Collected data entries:
◇ ◇ ◇ ◇ ◇
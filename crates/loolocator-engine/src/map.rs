//! Map surface abstraction and marker reconciliation.
//!
//! The reconciler owns the mapping from washroom id to marker handle and
//! issues the smallest set of surface operations that makes the map match
//! the current result set. Markers for ids present before and after a
//! refresh keep their handle.

use std::collections::{HashMap, HashSet};

use loolocator_core::{Coordinate, WashroomId, WashroomRecord};
use tokio::sync::watch;

use crate::results::{ResultStatus, SearchState};

/// Title of the marker placed at the search origin.
pub const USER_LOCATION_TITLE: &str = "Your Location";

/// Opaque handle for a marker created on a [`MapSurface`].
#[derive(Debug, Clone, Copy, PartialEq, Eq, Hash)]
pub struct MarkerHandle(u64);

impl MarkerHandle {
    #[must_use]
    pub fn new(raw: u64) -> Self {
        Self(raw)
    }

    #[must_use]
    pub fn raw(self) -> u64 {
        self.0
    }
}

#[derive(Debug, Clone, Copy, PartialEq, Eq)]
pub enum MarkerKind {
    UserLocation,
    Washroom,
}

#[derive(Debug, Clone, Copy, PartialEq)]
pub struct MarkerSpec<'a> {
    pub kind: MarkerKind,
    pub position: Coordinate,
    pub title: &'a str,
}

/// Rendering backend for markers, viewport, and the detail popup.
///
/// At most one detail popup is open at a time; opening another replaces it.
pub trait MapSurface {
    fn create_marker(&mut self, spec: MarkerSpec<'_>) -> MarkerHandle;
    fn destroy_marker(&mut self, handle: MarkerHandle);
    fn center_on(&mut self, position: Coordinate);
    fn open_detail(&mut self, handle: MarkerHandle, record: &WashroomRecord);
    fn close_detail(&mut self);
}

/// Operation log entry produced by [`RecordingSurface`].
#[derive(Debug, Clone, PartialEq)]
pub enum SurfaceOp {
    Create {
        handle: MarkerHandle,
        kind: MarkerKind,
        title: String,
        position: Coordinate,
    },
    Destroy(MarkerHandle),
    Center(Coordinate),
    OpenDetail {
        handle: MarkerHandle,
        id: WashroomId,
    },
    CloseDetail,
}

/// Headless surface that logs every operation through `tracing` and keeps
/// them for inspection.
#[derive(Debug, Default)]
pub struct RecordingSurface {
    next_handle: u64,
    ops: Vec<SurfaceOp>,
    live: HashSet<MarkerHandle>,
}

impl RecordingSurface {
    #[must_use]
    pub fn new() -> Self {
        Self::default()
    }

    #[must_use]
    pub fn ops(&self) -> &[SurfaceOp] {
        &self.ops
    }

    /// Drains the operation log.
    pub fn take_ops(&mut self) -> Vec<SurfaceOp> {
        std::mem::take(&mut self.ops)
    }

    /// Number of markers created and not yet destroyed.
    #[must_use]
    pub fn live_markers(&self) -> usize {
        self.live.len()
    }
}

impl MapSurface for RecordingSurface {
    fn create_marker(&mut self, spec: MarkerSpec<'_>) -> MarkerHandle {
        self.next_handle += 1;
        let handle = MarkerHandle(self.next_handle);
        tracing::debug!(
            handle = handle.raw(),
            kind = ?spec.kind,
            title = spec.title,
            position = %spec.position,
            "map: create marker"
        );
        self.live.insert(handle);
        self.ops.push(SurfaceOp::Create {
            handle,
            kind: spec.kind,
            title: spec.title.to_string(),
            position: spec.position,
        });
        handle
    }

    fn destroy_marker(&mut self, handle: MarkerHandle) {
        tracing::debug!(handle = handle.raw(), "map: destroy marker");
        self.live.remove(&handle);
        self.ops.push(SurfaceOp::Destroy(handle));
    }

    fn center_on(&mut self, position: Coordinate) {
        tracing::debug!(%position, "map: center");
        self.ops.push(SurfaceOp::Center(position));
    }

    fn open_detail(&mut self, handle: MarkerHandle, record: &WashroomRecord) {
        tracing::debug!(handle = handle.raw(), washroom_id = %record.id, "map: open detail");
        self.ops.push(SurfaceOp::OpenDetail {
            handle,
            id: record.id.clone(),
        });
    }

    fn close_detail(&mut self) {
        tracing::debug!("map: close detail");
        self.ops.push(SurfaceOp::CloseDetail);
    }
}

/// Keeps a [`MapSurface`] in step with the search state and origin.
pub struct MapMarkerReconciler<S> {
    surface: S,
    results: watch::Receiver<SearchState>,
    origin: watch::Receiver<Option<Coordinate>>,
    user_marker: Option<(Coordinate, MarkerHandle)>,
    markers: HashMap<WashroomId, MarkerHandle>,
    detail: Option<WashroomId>,
    primed: bool,
}

impl<S: MapSurface> MapMarkerReconciler<S> {
    #[must_use]
    pub fn new(
        surface: S,
        results: watch::Receiver<SearchState>,
        origin: watch::Receiver<Option<Coordinate>>,
    ) -> Self {
        Self {
            surface,
            results,
            origin,
            user_marker: None,
            markers: HashMap::new(),
            detail: None,
            primed: false,
        }
    }

    /// Reconciles if the search state or origin changed since the last call.
    /// The first call always reconciles. Returns whether it did.
    pub fn sync(&mut self) -> bool {
        let results_changed = self.results.has_changed().unwrap_or(false);
        let origin_changed = self.origin.has_changed().unwrap_or(false);
        if self.primed && !results_changed && !origin_changed {
            return false;
        }
        self.primed = true;

        let state = self.results.borrow_and_update().clone();
        let origin = *self.origin.borrow_and_update();
        self.reconcile(origin, &state);
        true
    }

    /// Brings the surface in line with `origin` and `state`.
    ///
    /// Idempotent: a second call with the same inputs issues no operations.
    /// While a refresh is loading, washroom markers and the detail popup are
    /// left as they are so unchanged markers keep their handles.
    pub fn reconcile(&mut self, origin: Option<Coordinate>, state: &SearchState) {
        self.reconcile_user_marker(origin);
        if state.status() == ResultStatus::Loading {
            return;
        }
        self.reconcile_markers(state);
        self.reconcile_selection(state);
    }

    fn reconcile_user_marker(&mut self, origin: Option<Coordinate>) {
        let current = self.user_marker.map(|(position, _)| position);
        if current == origin {
            return;
        }
        if let Some((_, handle)) = self.user_marker.take() {
            self.surface.destroy_marker(handle);
        }
        if let Some(position) = origin {
            let handle = self.surface.create_marker(MarkerSpec {
                kind: MarkerKind::UserLocation,
                position,
                title: USER_LOCATION_TITLE,
            });
            self.surface.center_on(position);
            self.user_marker = Some((position, handle));
        }
    }

    fn reconcile_markers(&mut self, state: &SearchState) {
        let wanted: HashSet<&WashroomId> = state.records().iter().map(|r| &r.id).collect();

        let mut stale: Vec<WashroomId> = self
            .markers
            .keys()
            .filter(|id| !wanted.contains(id))
            .cloned()
            .collect();
        stale.sort();
        for id in stale {
            if self.detail.as_ref() == Some(&id) {
                self.surface.close_detail();
                self.detail = None;
            }
            if let Some(handle) = self.markers.remove(&id) {
                self.surface.destroy_marker(handle);
            }
        }

        for record in state.records() {
            if self.markers.contains_key(&record.id) {
                continue;
            }
            let handle = self.surface.create_marker(MarkerSpec {
                kind: MarkerKind::Washroom,
                position: record.location,
                title: &record.name,
            });
            self.markers.insert(record.id.clone(), handle);
        }
    }

    fn reconcile_selection(&mut self, state: &SearchState) {
        let wanted = state
            .selected_record()
            .filter(|record| self.markers.contains_key(&record.id));
        if wanted.map(|r| &r.id) == self.detail.as_ref() {
            return;
        }

        match wanted {
            Some(record) => {
                if let Some(&handle) = self.markers.get(&record.id) {
                    self.surface.center_on(record.location);
                    self.surface.open_detail(handle, record);
                    self.detail = Some(record.id.clone());
                }
            }
            None => {
                self.surface.close_detail();
                self.detail = None;
            }
        }
    }

    #[must_use]
    pub fn surface(&self) -> &S {
        &self.surface
    }

    pub fn surface_mut(&mut self) -> &mut S {
        &mut self.surface
    }

    #[must_use]
    pub fn marker_for(&self, id: &WashroomId) -> Option<MarkerHandle> {
        self.markers.get(id).copied()
    }

    /// Washroom id behind a marker handle. `None` for the user-location
    /// marker and for handles this reconciler no longer owns.
    #[must_use]
    pub fn washroom_for(&self, handle: MarkerHandle) -> Option<&WashroomId> {
        self.markers
            .iter()
            .find_map(|(id, &h)| (h == handle).then_some(id))
    }

    #[must_use]
    pub fn user_marker(&self) -> Option<MarkerHandle> {
        self.user_marker.map(|(_, handle)| handle)
    }

    /// Number of washroom markers, excluding the user-location marker.
    #[must_use]
    pub fn marker_count(&self) -> usize {
        self.markers.len()
    }

    /// Id whose detail popup is currently open.
    #[must_use]
    pub fn open_detail(&self) -> Option<&WashroomId> {
        self.detail.as_ref()
    }
}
◇ ◇ ◇ ◇ ◇
> **Exercise**: The answer must be all the lines above that hold the word "impl".

> **Result for this exercise**:
impl MarkerHandle {
impl RecordingSurface {
impl MapSurface for RecordingSurface {
impl<S: MapSurface> MapMarkerReconciler<S> {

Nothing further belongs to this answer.